To prohibit use of the phrase “climate change,” as the Florida government and the EPA grants administration under Scott Pruitt have done, will not make climate change go away. The cause will continue to produce the same dire results as long as we close our eyes to it.

Mr. Pruitt also said, after Hurricane Harvey poured 50 inches of rain on eastern Texas, that it would be very “insensitive” to discuss climate change in the midst of such a disaster. In doing so, he took the same line as extreme advocates of gun rights, who contend after each mass shooting that “now is not the time” to discuss sensible regulation of gun ownership. But if not now, when? According to the denialists, it is never the right time to discuss climate change.

We can look to a few possible historical analogues to the current denialism and silence concerning the cause of the suffering and death of millions. In Merchants of Doubt (2010),Naomi Oreskes and Erik Conway have shown that the big oil companies have followed the same strategy beginning in the 1980s that was pursued by big tobacco a quarter century earlier. In their campaign to manipulate opinion, the tobacco companies denied that there was scientific agreement that smoking harmed health. The product that their publicity campaign sold was doubt. In addition, in civil trials to hold the tobacco companies liable, their lawyers argued that it is impossible to say that tobacco smoke from this company caused the illness or death of this particular smoker. Similarly climate change skeptics can emphasize that it is impossible to say that climate change caused this particular hurricane.

There are innumerable signs of the oil companies’ success. In the wake of Irma, for example, the Weather Channel mentioned climate change and the recent hurricanes, but only to sidestep the obvious link, contending that it is impossible to determine precisely what percentage of the recent hurricanes’ record-breaking winds and rains were due to global warming; therefore, much is still “in doubt.”

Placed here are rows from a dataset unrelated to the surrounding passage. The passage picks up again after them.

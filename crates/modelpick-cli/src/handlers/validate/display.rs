//! Terminal rendering of the validation report.

use modelpick_core::services::{
    BuildMatrix, ModelCheck, OCI_OVERHEAD, SimulatedCommands, StorageEstimate,
};
use modelpick_core::{PackagingToolLocation, PrerequisiteReport, SchemaViolation, ToolStatus};

// ANSI color codes
const GREEN: &str = "\x1b[32m";
const RED: &str = "\x1b[31m";
const YELLOW: &str = "\x1b[33m";
const BOLD: &str = "\x1b[1m";
const RESET: &str = "\x1b[0m";

const RULE_WIDTH: usize = 60;

pub fn print_banner(title: &str) {
    println!("{}", "=".repeat(RULE_WIDTH));
    println!("{BOLD}{title}{RESET}");
    println!("{}", "=".repeat(RULE_WIDTH));
}

pub fn print_step(number: usize, title: &str) {
    println!("\n{BOLD}[{number}] {title}{RESET}");
    println!("{}", "-".repeat(RULE_WIDTH));
}

pub fn print_ok(message: &str) {
    println!("{GREEN}✓{RESET} {message}");
}

pub fn print_failure(message: &str) {
    println!("{RED}✗{RESET} {message}");
}

/// One row per probed tool, then the packaging tool's location.
pub fn print_prerequisites(report: &PrerequisiteReport) {
    for tool in &report.tools {
        let status = match &tool.status {
            ToolStatus::Available { version } if version.is_empty() => {
                format!("{GREEN}✓ available{RESET}")
            }
            ToolStatus::Available { version } => format!("{GREEN}✓ {version}{RESET}"),
            ToolStatus::Missing => format!("{RED}✗ not available{RESET}"),
        };
        println!("  {:<10} {:<40} {}", tool.name, status, tool.description);
    }

    let name = &report.packaging_tool;
    match &report.packaging_tool_location {
        PackagingToolLocation::Relative(path) => {
            println!("  {GREEN}✓{RESET} {name} binary found ({})", path.display());
        }
        PackagingToolLocation::OnPath(path) => {
            println!("  {GREEN}✓{RESET} {name} found in PATH ({})", path.display());
        }
        PackagingToolLocation::NotFound => {
            println!("  {YELLOW}⚠{RESET}  {name} not found (will need to be built)");
        }
    }
}

/// Per-field check lines for one descriptor.
pub fn print_model_check(check: &ModelCheck) {
    println!("\nModel {}: {}", check.index + 1, check.model_id);
    for field in &check.fields {
        if field.warning {
            println!(
                "  {YELLOW}⚠{RESET}  {}: {} (may need manual specification)",
                field.field, field.value
            );
        } else {
            println!("  {GREEN}✓{RESET} {}: {}", field.field, field.value);
        }
    }
    match check.size_gb {
        Some(size) => println!("  {GREEN}✓{RESET} size_gb: {size}GB"),
        None => println!("  {YELLOW}⚠{RESET}  size_gb: not available"),
    }
}

pub fn print_violation(violation: &SchemaViolation) {
    print_failure(&violation.to_string());
}

pub fn print_commands(commands: &SimulatedCommands) {
    println!("\nModel: {}", commands.model_id);
    println!("Family: {}", commands.family);
    println!("Format: {}", commands.format);
    println!("Param size: {}", commands.param_size);
    println!("Size: {}GB", commands.size);

    println!("\nModelfile generation command:");
    println!("{}", commands.generate);

    println!("\nBuild & push command:");
    println!("{}", commands.build);
}

pub fn print_matrix(matrix: &BuildMatrix) {
    println!(
        "Would build {} models in parallel (max {} concurrent)",
        matrix.entries.len(),
        matrix.max_parallel
    );
    for (i, entry) in matrix.entries.iter().enumerate() {
        println!("  [{}] {} → {}", i + 1, entry.model_id, entry.image);
    }
    println!("{}", waves_line(matrix));
}

fn waves_line(matrix: &BuildMatrix) -> String {
    format!("Build waves: {}", matrix.waves())
}

pub fn print_storage(storage: &StorageEstimate) {
    let overhead_pct = (OCI_OVERHEAD - 1.0) * 100.0;
    println!("Total model size: {:.2}GB", storage.total_gb);
    println!(
        "Estimated registry storage: {:.2}GB (+{overhead_pct:.0}% OCI overhead)",
        storage.registry_gb
    );
    println!("Number of images: {}", storage.image_count);
}

pub fn print_summary(warning_count: usize, prerequisites_ok: bool) {
    println!();
    print_banner("Validation Summary");
    print_ok("Model selection works");
    print_ok("Model data is valid");
    print_ok("Workflow logic is sound");
    if warning_count > 0 {
        println!("{YELLOW}⚠{RESET}  {warning_count} field(s) need attention before packaging");
    }
    if !prerequisites_ok {
        println!("{YELLOW}⚠{RESET}  Some prerequisites are missing on this machine");
    }

    println!("\nNext steps:");
    println!("  1. Set the HF_TOKEN secret for the packaging workflow");
    println!("  2. Trigger the workflow manually with limit=3");
    println!("  3. Monitor the first run for issues");
    println!("  4. Adjust limit and size ceiling based on the results");
    println!();
}
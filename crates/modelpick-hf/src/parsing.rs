//! JSON parsing functions for `HuggingFace` API responses.
//!
//! Responses are read field by field so one malformed entry or an
//! unexpected extra field never fails a whole listing.

use crate::error::{HfError, HfResult};
use crate::models::{HfModelInfo, HfModelListing, HfSibling};
use serde_json::Value;

fn string_list(value: Option<&Value>) -> Option<Vec<String>> {
    value.and_then(Value::as_array).map(|items| {
        items
            .iter()
            .filter_map(|item| item.as_str().map(str::to_string))
            .collect()
    })
}

fn model_id(json: &Value) -> Option<&str> {
    json.get("id")
        .or_else(|| json.get("modelId"))
        .and_then(Value::as_str)
        .filter(|id| !id.is_empty())
}

// ============================================================================
// Listing Parsing
// ============================================================================

/// Parse one listing entry. Entries without an id are skipped.
pub fn parse_listing_entry(json: &Value) -> Option<HfModelListing> {
    Some(HfModelListing {
        id: model_id(json)?.to_string(),
        downloads: json.get("downloads").and_then(Value::as_u64),
        likes: json.get("likes").and_then(Value::as_u64),
    })
}

/// Parse a models listing response, preserving rank order.
pub fn parse_listing(json_array: &[Value]) -> Vec<HfModelListing> {
    json_array.iter().filter_map(parse_listing_entry).collect()
}

// ============================================================================
// Model Info Parsing
// ============================================================================

/// Parse a model info response.
///
/// A missing `siblings` key stays `None` rather than becoming an empty
/// listing.
pub fn parse_model_info(json: &Value) -> HfResult<HfModelInfo> {
    if !json.is_object() {
        return Err(HfError::InvalidResponse {
            message: "Expected object for model info response".to_string(),
        });
    }

    let siblings = json.get("siblings").and_then(Value::as_array).map(|items| {
        items
            .iter()
            .filter_map(|item| serde_json::from_value::<HfSibling>(item.clone()).ok())
            .collect()
    });

    let model_type = json
        .get("config")
        .and_then(|config| config.get("model_type"))
        .and_then(Value::as_str)
        .map(str::to_string);

    Ok(HfModelInfo {
        id: model_id(json).unwrap_or_default().to_string(),
        siblings,
        model_type,
        tags: string_list(json.get("tags")),
        downloads: json.get("downloads").and_then(Value::as_u64),
        likes: json.get("likes").and_then(Value::as_u64),
    })
}

#[cfg(test)]
mod tests {
    use super::*;
    use serde_json::json;

    #[test]
    fn test_parse_listing_keeps_rank_order_and_skips_bad_entries() {
        let response = vec![
            json!({"id": "Qwen/Qwen2-0.5B", "downloads": 900, "likes": 10}),
            json!({"downloads": 5}),
            json!({"modelId": "openai-community/gpt2"}),
        ];

        let listing = parse_listing(&response);

        assert_eq!(listing.len(), 2);
        assert_eq!(listing[0].id, "Qwen/Qwen2-0.5B");
        assert_eq!(listing[0].downloads, Some(900));
        assert_eq!(listing[1].id, "openai-community/gpt2");
        assert_eq!(listing[1].likes, None);
    }

    #[test]
    fn test_parse_model_info_full() {
        let response = json!({
            "id": "Qwen/Qwen2-0.5B",
            "downloads": 1234,
            "likes": 56,
            "tags": ["transformers", "qwen2", 7],
            "config": {"model_type": "qwen2", "architectures": ["Qwen2ForCausalLM"]},
            "siblings": [
                {"rfilename": "config.json", "size": 661},
                {"rfilename": "model.safetensors", "size": 988_097_824_u64, "lfs": {"size": 988_097_824_u64}},
                {"rfilename": "README.md"},
                {"size": 3}
            ]
        });

        let info = parse_model_info(&response).unwrap();

        assert_eq!(info.id, "Qwen/Qwen2-0.5B");
        assert_eq!(info.model_type.as_deref(), Some("qwen2"));
        assert_eq!(info.tags.as_deref(), Some(&["transformers".to_string(), "qwen2".to_string()][..]));
        assert_eq!(info.downloads, Some(1234));

        let siblings = info.siblings.unwrap();
        assert_eq!(siblings.len(), 3);
        assert_eq!(siblings[1].size_bytes(), Some(988_097_824));
        assert_eq!(siblings[2].size_bytes(), None);
    }

    #[test]
    fn test_parse_model_info_without_optional_fields() {
        let info = parse_model_info(&json!({"id": "org/bare"})).unwrap();

        assert!(info.siblings.is_none());
        assert!(info.model_type.is_none());
        assert!(info.tags.is_none());
        assert!(info.likes.is_none());
    }

    #[test]
    fn test_parse_model_info_rejects_non_object() {
        let result = parse_model_info(&json!([1, 2]));
        assert!(matches!(result, Err(HfError::InvalidResponse { .. })));
    }
}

More distant historical analogues may be necessarily conjectural. The ancient Puebloan (formerly Anasazi) people in what is now the American Southwest achieved a complex, populous culture with widespread trade connections centered in Chaco Canyon (now in northwestern New Mexico). But between 1150 and 1200, they fairly suddenly abandoned their urban development in the canyon. Why, we don’t know, but in the absence of signs of war or other disaster, it has been conjectured that they may have exceeded the carrying capacity of the land in a way that might have been predicted by thinking observers in their midst.

Similarly, in her science-fiction/historical novel, The Stone Gods (2007), Jeanette Winterson speculates that the civilization of the Rapa Nui or Easter Islanders reached a high point with the carving and construction of the moai, or gigantic heads, then collapsed sometime before the seventeenth century, from a foreseeable overuse and exhaustion of the island’s natural resources, especially trees and birds.

One conjectural historical thinker has even theorized that the suppression of scientific fact has characterized the first nine (of ten) stages of human society. In his Sketch for a Historical Picture of the Progress of the Human Mind (1795), Condorcet asserted that up until the era of the French Revolution, scientific insights and technological innovations had been quashed or appropriated by priests and kings who wanted to hold on to their power. Whether they did so in every period of the past, the powerful are still trying to deny and suppress scientific knowledge.

If the media will not overcome this pressure to mute or censor themselves, we will continue to be constrained by an inadequate narrative of Biblical storms and self-sacrificing rescues.